Technical Challenge
Thermal management is crucial to maintaining battery life and performance for medical devices, consumer products, automobiles, and grid power applications. During operation, batteries can generate significant heat that must be dissipated by passive or active methods. When high rates of heat dissipation are needed, active cooling methods such as liquid cooling or air exchange systems are employed, often in conjunction with passive methods such as heat sinks and thermal vias.
For such systems, the battery pack temperature depends on the rate of coolant flow, the battery load, and the thermal properties of all materials. Multiphysics simulation is an excellent tool to improve the design of thermal management systems, enabling fast, detailed, and accurate predictions of the temperature distribution and impact of design changes.
Veryst Solution
Veryst used COMSOL Multiphysics to simulate the coupled battery discharge, heat transfer, and coolant flow in cylindrical and prismatic battery packs with different thermal management configurations. Figure 1 shows the temperature distribution in a prismatic battery pack with liquid cooling.
In this particular configuration, the positive and negative terminals of the prismatic cells are both positioned on the top side. During discharge, the battery pack dissipates power as heat. To manage temperature gradients in the pack, the individual cells are separated by cold plates containing a network of parallel fluidic channels. Cool liquid injected on one side of the pack flows through fluidic channels, where it absorbs heat generated by the batteries and then exits on the opposite side at a warmer temperature.
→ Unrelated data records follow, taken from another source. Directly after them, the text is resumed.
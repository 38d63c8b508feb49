use crate::error::Error;
use crate::keys::MEMBER_SEPARATOR;
use std::time::Duration;

/// Longest expiry the store accepts (`PEXPIRE` takes a signed 64-bit count
/// of milliseconds).
pub const MAX_SESSION_DURATION: Duration = Duration::from_millis(i64::MAX as u64);

/// How [`crate::SessionStore::invalidate_sessions`] removes a group.
#[derive(Debug, Clone, Copy, PartialEq, Eq, Default)]
pub enum InvalidationMode {
    /// Enumerate the members, then delete them in a second round trip.
    /// Sessions joining the group in between may survive.
    #[default]
    BestEffort,
    /// Enumerate and delete inside one server-side script.
    Atomic,
}

/// Connection and behaviour settings for a session store.
#[derive(Debug, Clone)]
pub struct StoreOptions {
    pub(crate) address: String,
    pub(crate) credential: Option<String>,
    pub(crate) session_duration: Duration,
    pub(crate) max_sessions_per_group: usize,
    pub(crate) key_prefix: String,
    pub(crate) pool_size: usize,
    pub(crate) command_timeout: Duration,
    pub(crate) invalidation: InvalidationMode,
}

impl Default for StoreOptions {
    fn default() -> Self {
        StoreOptions {
            address: "127.0.0.1:6379".to_string(),
            credential: None,
            session_duration: Duration::from_secs(24 * 60 * 60),
            max_sessions_per_group: 0,
            key_prefix: String::new(),
            pool_size: 16,
            command_timeout: Duration::from_secs(5),
            invalidation: InvalidationMode::BestEffort,
        }
    }
}

impl StoreOptions {
    pub fn new() -> Self {
        StoreOptions::default()
    }
    /// Store endpoint: `host:port`, `:port` or a `redis://` URL.
    pub fn address(mut self, address: &str) -> Self {
        self.address = address.to_string();
        self
    }
    pub fn credential(mut self, credential: &str) -> Self {
        self.credential = Some(credential.to_string());
        self
    }
    /// TTL applied to session, pointer and group keys.
    pub fn session_duration(mut self, session_duration: Duration) -> Self {
        self.session_duration = session_duration;
        self
    }
    /// Oldest sessions are evicted once a group grows past `max`. Zero means unbounded.
    pub fn max_sessions_per_group(mut self, max: usize) -> Self {
        self.max_sessions_per_group = max;
        self
    }
    pub fn key_prefix(mut self, prefix: &str) -> Self {
        self.key_prefix = prefix.to_string();
        self
    }
    pub fn pool_size(mut self, pool_size: usize) -> Self {
        self.pool_size = pool_size;
        self
    }
    /// Upper bound on every round trip to the store, pool checkout included.
    pub fn command_timeout(mut self, timeout: Duration) -> Self {
        self.command_timeout = timeout;
        self
    }
    pub fn invalidation(mut self, mode: InvalidationMode) -> Self {
        self.invalidation = mode;
        self
    }

    pub fn get_session_duration(&self) -> Duration {
        self.session_duration
    }
    pub fn get_max_sessions_per_group(&self) -> usize {
        self.max_sessions_per_group
    }
    pub fn get_key_prefix(&self) -> &str {
        &self.key_prefix
    }

    pub fn validate(&self) -> Result<(), Error> {
        if self.address.trim().is_empty() {
            return Err(Error::Config("address must not be empty".to_string()));
        }
        if self.session_duration < Duration::from_millis(1) {
            return Err(Error::Config(
                "session duration must be at least one millisecond".to_string(),
            ));
        }
        if self.session_duration > MAX_SESSION_DURATION {
            return Err(Error::Config(format!(
                "session duration must be at most {MAX_SESSION_DURATION:?}"
            )));
        }
        if self.key_prefix.contains(MEMBER_SEPARATOR) {
            return Err(Error::Config(format!(
                "key prefix must not contain {MEMBER_SEPARATOR:?}"
            )));
        }
        if self.pool_size == 0 {
            return Err(Error::Config("pool size must be positive".to_string()));
        }
        if self.command_timeout.is_zero() {
            return Err(Error::Config("command timeout must be positive".to_string()));
        }
        Ok(())
    }
}

#[cfg(test)]
mod tests {
    use super::*;

    #[test]
    fn defaults_are_valid() {
        let options = StoreOptions::default();
        assert!(options.validate().is_ok());
        assert_eq!(options.get_max_sessions_per_group(), 0);
        assert_eq!(options.invalidation, InvalidationMode::BestEffort);
    }

    #[test]
    fn rejects_bad_settings() {
        let cases = [
            StoreOptions::new().session_duration(Duration::ZERO),
            StoreOptions::new().session_duration(Duration::from_secs(u64::MAX)),
            StoreOptions::new().session_duration(MAX_SESSION_DURATION + Duration::from_millis(1)),
            StoreOptions::new().key_prefix("app|"),
            StoreOptions::new().pool_size(0),
            StoreOptions::new().address(" "),
            StoreOptions::new().command_timeout(Duration::ZERO),
        ];
        for options in cases {
            assert!(matches!(options.validate(), Err(Error::Config(_))), "{options:?}");
        }
    }

    #[test]
    fn longest_session_duration_is_accepted() {
        let options = StoreOptions::new().session_duration(MAX_SESSION_DURATION);
        assert!(options.validate().is_ok());
    }

    #[test]
    fn builder_overrides_fields() {
        let options = StoreOptions::new()
            .address(":6380")
            .credential("secret")
            .session_duration(Duration::from_secs(60))
            .max_sessions_per_group(5)
            .key_prefix("auth:")
            .invalidation(InvalidationMode::Atomic);
        assert_eq!(options.address, ":6380");
        assert_eq!(options.credential.as_deref(), Some("secret"));
        assert_eq!(options.get_session_duration(), Duration::from_secs(60));
        assert_eq!(options.get_max_sessions_per_group(), 5);
        assert_eq!(options.get_key_prefix(), "auth:");
        assert_eq!(options.invalidation, InvalidationMode::Atomic);
    }
}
Increasing the coolant flow rate increases the rate of heat absorption, thereby reducing the temperature gradients in the battery pack. This is illustrated in Figure 2, where the maximum and minimum temperatures in the battery pack are plotted versus the liquid flow rate.
This plot shows the liquid flow rate necessary to maintain the battery cells below a threshold temperature, which is important for the longevity and performance of the battery pack.
Other energy storage systems manage heat by using fans to blow air across the battery pack. Figure 3 shows a cylindrical battery pack cooled by forced air convection. Unlike most liquid coolants, air is a poor heat-transfer medium due to its low thermal conductivity and low heat capacity. Consequently, significant air flow is required to stabilize the temperature of a battery pack during discharge.
Figure 4 plots the maximum and minimum battery temperature versus the air flow rate. Note that the air flow rates required to stabilize the battery temperature are three orders of magnitude larger than in the liquid-cooled pack. Additionally, there is a large gradient in the temperature distribution of the individual batteries, meaning individual cell performance will vary throughout the pack.
Conclusion
Veryst used multiphysics simulations to predict the temperature distributions in two battery pack configurations with different coolants. Since pumping coolant requires power, there is generally a tradeoff between achieving fast cooling (requiring high coolant flow rates) at minimum cost (low flow rates) in both mobile and stationary power applications. Simulations such as the ones described here can be used to predict the amount of coolant flow needed to maintain battery cell temperature within the range for optimal performance, as well as optimize the design of the cooling system.